The day in 1977 when she was accepted as a pilot for Western Airlines was a banner day for her and for women everywhere. All those who knew her thought her fearless and were stunned to discover she was an alcoholic--she covered it well. But like everything else she did, Cindy tackled it head on with the help of BOAF, the support of friends and family, AA, Buzz A., and the Betty Ford Center. She worked hard for more understanding from the airlines and government and educated everyone possible as to the plight of airline personnel with substance abuse.
I miss her still...thank you for keeping her memory alive.
Here are a couple of letters from folks about the recent passing of Richey G. :
You had better enlarge the website because there is NO way one can write a small article on Richey Grude. She had tooooooooooooo many great attributes and meant so much to tooooo many of us for a small article. She was one swell lady and well loved by all of us. You could only look at Lee's eyes and see the love he had for her and visa versa. One great couple to be remembered by many.
What a difference a year makes!
A year ago, when flying into Sydney, Australia, my typical experience would have been like this: Land about 6 pm, get to the hotel around 7, exhausted and many, many time zones out of sync. Meet in the lobby at 7:30 and go out with my crew for dinner and beers. Ditch my crew around midnight, when they would go back to the hotel, or I would go off in search of "more excitement" (after all, I'm half-way around the world, so who will ever know what I do?) Drink beer all night long. Stumble back to the hotel about daylight. Toss and turn all day.
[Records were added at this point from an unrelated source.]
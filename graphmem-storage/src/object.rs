// Copyright 2025 Graphmem (https://github.com/graphmem)
//
// This program is free software: you can redistribute it and/or modify
// it under the terms of the GNU Affero General Public License as published by
// the Free Software Foundation, either version 3 of the License, or
// (at your option) any later version.
//
// This program is distributed in the hope that it will be useful,
// but WITHOUT ANY WARRANTY; without even the implied warranty of
// MERCHANTABILITY or FITNESS FOR A PARTICULAR PURPOSE. See the
// GNU Affero General Public License for more details.
//
// You should have received a copy of the GNU Affero General Public License
// along with this program. If not, see <https://www.gnu.org/licenses/>.

//! Object store adapter (S3-compatible).
//!
//! Raw documents live under `memories/{memory_id}/documents/{document_id}`;
//! backups live under `_backups/{memory_id}/{timestamp}/...`. All
//! operations are idempotent on keys.

use graphmem_core::config::ObjectStoreConfig;
use graphmem_core::error::{MemoryError, Result};
use graphmem_core::types::DependencyStatus;
use s3::creds::Credentials;
use s3::error::S3Error;
use s3::{Bucket, Region};

const DEPENDENCY: &str = "object-store";

/// Key prefix for backups; never considered during orphan detection.
pub const BACKUP_PREFIX: &str = "_backups";

#[derive(Debug, Clone)]
pub struct ObjectEntry {
    pub key: String,
    pub size: u64,
}

pub struct ObjectStore {
    bucket: Box<Bucket>,
    bucket_name: String,
}

impl ObjectStore {
    pub fn new(config: &ObjectStoreConfig) -> Result<Self> {
        let region = Region::Custom {
            region: config.region.clone(),
            endpoint: config.endpoint.trim_end_matches('/').to_string(),
        };
        let credentials = Credentials::new(
            Some(config.access_key.as_str()),
            Some(config.secret_key.as_str()),
            None,
            None,
            None,
        )
        .map_err(|e| MemoryError::dependency(DEPENDENCY, e))?;

        let bucket = Bucket::new(&config.bucket, region, credentials)
            .map_err(|e| MemoryError::dependency(DEPENDENCY, e))?
            .with_path_style();

        Ok(Self {
            bucket,
            bucket_name: config.bucket.clone(),
        })
    }

    // =========================================================================
    // Key layout
    // =========================================================================

    pub fn document_key(memory_id: &str, document_id: &str) -> String {
        format!("memories/{}/documents/{}", memory_id, document_id)
    }

    pub fn memory_prefix(memory_id: &str) -> String {
        format!("memories/{}/", memory_id)
    }

    pub fn backup_prefix(memory_id: &str, timestamp: &str) -> String {
        format!("{}/{}/{}", BACKUP_PREFIX, memory_id, timestamp)
    }

    /// `s3://bucket/key` URI for a key.
    pub fn uri_for(&self, key: &str) -> String {
        format!("s3://{}/{}", self.bucket_name, key)
    }

    /// Extract the key from an `s3://bucket/key` URI, or pass a key through.
    pub fn parse_key(key_or_uri: &str) -> Result<String> {
        if let Some(rest) = key_or_uri.strip_prefix("s3://") {
            match rest.split_once('/') {
                Some((_bucket, key)) if !key.is_empty() => Ok(key.to_string()),
                _ => Err(MemoryError::invalid(format!(
                    "invalid object URI: {}",
                    key_or_uri
                ))),
            }
        } else {
            Ok(key_or_uri.to_string())
        }
    }

    // =========================================================================
    // Operations
    // =========================================================================

    pub async fn put(&self, key: &str, bytes: &[u8], content_type: &str) -> Result<()> {
        self.bucket
            .put_object_with_content_type(key, bytes, content_type)
            .await
            .map_err(map_err)?;
        tracing::debug!(key = %key, size = bytes.len(), "Object stored");
        Ok(())
    }

    pub async fn get(&self, key: &str) -> Result<Vec<u8>> {
        let response = self.bucket.get_object(key).await.map_err(|e| map_get_err(key, e))?;
        if response.status_code() == 404 {
            return Err(MemoryError::not_found(format!("object not found: {}", key)));
        }
        Ok(response.bytes().to_vec())
    }

    pub async fn delete(&self, key: &str) -> Result<()> {
        self.bucket.delete_object(key).await.map_err(map_err)?;
        tracing::debug!(key = %key, "Object deleted");
        Ok(())
    }

    pub async fn exists(&self, key: &str) -> Result<bool> {
        match self.bucket.head_object(key).await {
            Ok((_, code)) => Ok(code == 200),
            Err(e) if is_not_found(&e) => Ok(false),
            Err(e) => Err(map_err(e)),
        }
    }

    /// Size in bytes of an object.
    pub async fn head(&self, key: &str) -> Result<u64> {
        match self.bucket.head_object(key).await {
            Ok((head, 200)) => Ok(head.content_length.unwrap_or(0).max(0) as u64),
            Ok((_, _)) => Err(MemoryError::not_found(format!("object not found: {}", key))),
            Err(e) if is_not_found(&e) => {
                Err(MemoryError::not_found(format!("object not found: {}", key)))
            }
            Err(e) => Err(map_err(e)),
        }
    }

    /// All keys under a prefix, paginated internally.
    pub async fn list_prefix(&self, prefix: &str) -> Result<Vec<ObjectEntry>> {
        let pages = self
            .bucket
            .list(prefix.to_string(), None)
            .await
            .map_err(map_err)?;

        let mut entries = Vec::new();
        for page in pages {
            for object in page.contents {
                entries.push(ObjectEntry {
                    key: object.key,
                    size: object.size,
                });
            }
        }
        Ok(entries)
    }

    /// Delete every object under a prefix. Returns the number deleted.
    pub async fn delete_prefix(&self, prefix: &str) -> Result<usize> {
        let entries = self.list_prefix(prefix).await?;
        let mut deleted = 0usize;
        for entry in &entries {
            self.delete(&entry.key).await?;
            deleted += 1;
        }
        if deleted > 0 {
            tracing::info!(prefix = %prefix, deleted, "Prefix cleared");
        }
        Ok(deleted)
    }

    /// Connectivity self-test: put, read back and delete a probe object.
    pub async fn probe(&self) -> DependencyStatus {
        let key = "_health_check/probe.txt";
        let payload = b"health check";

        let outcome = async {
            self.put(key, payload, "text/plain").await?;
            let read = self.get(key).await?;
            self.delete(key).await?;
            if read == payload {
                Ok(())
            } else {
                Err(MemoryError::dependency(DEPENDENCY, "probe read mismatch"))
            }
        }
        .await;

        match outcome {
            Ok(()) => DependencyStatus::ok(format!("bucket '{}' reachable", self.bucket_name)),
            Err(e) => DependencyStatus::error(e.to_string()),
        }
    }
}

fn is_not_found(err: &S3Error) -> bool {
    matches!(err, S3Error::HttpFailWithBody(404, _))
}

fn map_err(err: S3Error) -> MemoryError {
    MemoryError::dependency(DEPENDENCY, err)
}

fn map_get_err(key: &str, err: S3Error) -> MemoryError {
    if is_not_found(&err) {
        MemoryError::not_found(format!("object not found: {}", key))
    } else {
        map_err(err)
    }
}

#[cfg(test)]
mod tests {
    use super::*;

    #[test]
    fn key_layout() {
        assert_eq!(
            ObjectStore::document_key("legal", "doc-1"),
            "memories/legal/documents/doc-1"
        );
        assert_eq!(ObjectStore::memory_prefix("legal"), "memories/legal/");
        assert_eq!(
            ObjectStore::backup_prefix("legal", "20240501T120000Z"),
            "_backups/legal/20240501T120000Z"
        );
    }

    #[test]
    fn uri_parsing() {
        assert_eq!(
            ObjectStore::parse_key("s3://bucket/memories/m/documents/d").unwrap(),
            "memories/m/documents/d"
        );
        assert_eq!(
            ObjectStore::parse_key("memories/m/documents/d").unwrap(),
            "memories/m/documents/d"
        );
        assert!(ObjectStore::parse_key("s3://bucket-only").is_err());
    }
}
Meet in the lobby at 5 pm for pick up, feeling like crap and praying I don't get a breathalyzer.
Fast forward a year, one stint in a treatment center, HIMS, a good sponsor, probably several hundred meetings, countless hours of step work, prayer and reading the Big Book.
Get to Sydney about 6 pm. Go out and get a quick bite to eat. Sleep a good, long, restful sleep. Wake up the next morning and go to a 7 am AA meeting a short walk from the hotel. Have breakfast. Walk around town, enjoying the exotic sights and sounds. See a woman obviously distrought sitting on a curb down an alley talking on her cell phone. Feel compassion for her. Notice there is a flower vendor at the corner. Buy her flowers and offer them to her. She refuses to accept them, obviously very disturbed a stranger is trying to give her flowers! Don't argue. Exit the alley and notice the street sign, "Angel Place," so figure she'll be okay. Now walking around town holding a bouquet of pink flowers. A woman walks right up to me, sticks her face in the flowers and says, "Are these for me?" I say, "Why, yes, they are!" Hand them to her and continue my walk.
Stop for a sandwich and am given a HUGE sandwich, only half of which I can eat. Wonder what I should do with the other half, I don't want to waste it, but it won't last until I get back to the hotel. Notice a homeless guy begging at the corner. "Would you like a sandwich?" He eagerly accepts it.
Go to a noon Big Book meeting and listen.
Walk back to the hotel and a get a good nap before pick up. Meet in the lobby for pick up, ready to go and wide awake, feeling good for the long flight coming up.
A friend back home said in the rooms, "Act right. You'll soon think right, and then after a while you'll feel right." Well, thanks to my Higher Power guiding me around, I am discovering this is indeed true. And I can't tell you how grateful I am to the AA program for making my layovers infinitely better than they used to be. It definitely feels good to feel right!
Yours in Sobriety,
I would like to borrow a Richeyism to describe a recent event.
I recently had the pleasure of doing a two week cruise from San Diego through the cannel to Fort Lauderdale.
I went to the "Friends of Bill" meetings each day and for the first few days there were only two of us. We just had an informal meeting and mostly talked about our programs. One day we were talking about meetings we attend and she said to me that one of her favorite meetings was one in DC. that was a bunch of " mostly retired pilots". It was called Birds of a Feather.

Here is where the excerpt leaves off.